**Task objective**
Going down the listing below, print exactly each line from the one with "characters are not" up to and including the one with "let name = path.to_str()?;", and skip the rest.

**Records for processing**
use std::path::{Path, PathBuf};

use crate::transfer::constants::{COMPRESSED_SUFFIX, MAX_FILENAME_LENGTH};

/// Check that a requested file name stays inside the store root.
///
/// Returns the reason for rejection so callers can log it or send it back
/// to the peer.
pub fn validate_file_name(file_name: &str) -> Result<(), &'static str> {
    if file_name.trim().is_empty() {
        return Err("empty file name");
    }
    if file_name == "." || file_name == ".." {
        return Err("invalid file name");
    }
    if file_name.len() > MAX_FILENAME_LENGTH {
        return Err("file name too long");
    }
    if file_name.contains(['/', '\\']) {
        return Err("path separators are not allowed");
    }
    if file_name.chars().any(|c| c.is_control()) {
        return Err("control characters are not allowed");
    }
    Ok(())
}

/// Path of the temporary compressed copy of `path`
pub fn compressed_path(path: &Path) -> PathBuf {
    let mut name = path.as_os_str().to_os_string();
    name.push(COMPRESSED_SUFFIX);
    PathBuf::from(name)
}

/// Inverse of [`compressed_path`]; `None` if `path` lacks the suffix
pub fn decompressed_path(path: &Path) -> Option<PathBuf> {
    let name = path.to_str()?;
    name.strip_suffix(COMPRESSED_SUFFIX)
        .filter(|stem| !stem.is_empty())
        .map(PathBuf::from)
}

**Response for this exercise**
        return Err("control characters are not allowed");
    }
    Ok(())
}

/// Path of the temporary compressed copy of `path`
pub fn compressed_path(path: &Path) -> PathBuf {
    let mut name = path.as_os_str().to_os_string();
    name.push(COMPRESSED_SUFFIX);
    PathBuf::from(name)
}

/// Inverse of [`compressed_path`]; `None` if `path` lacks the suffix
pub fn decompressed_path(path: &Path) -> Option<PathBuf> {
    let name = path.to_str()?;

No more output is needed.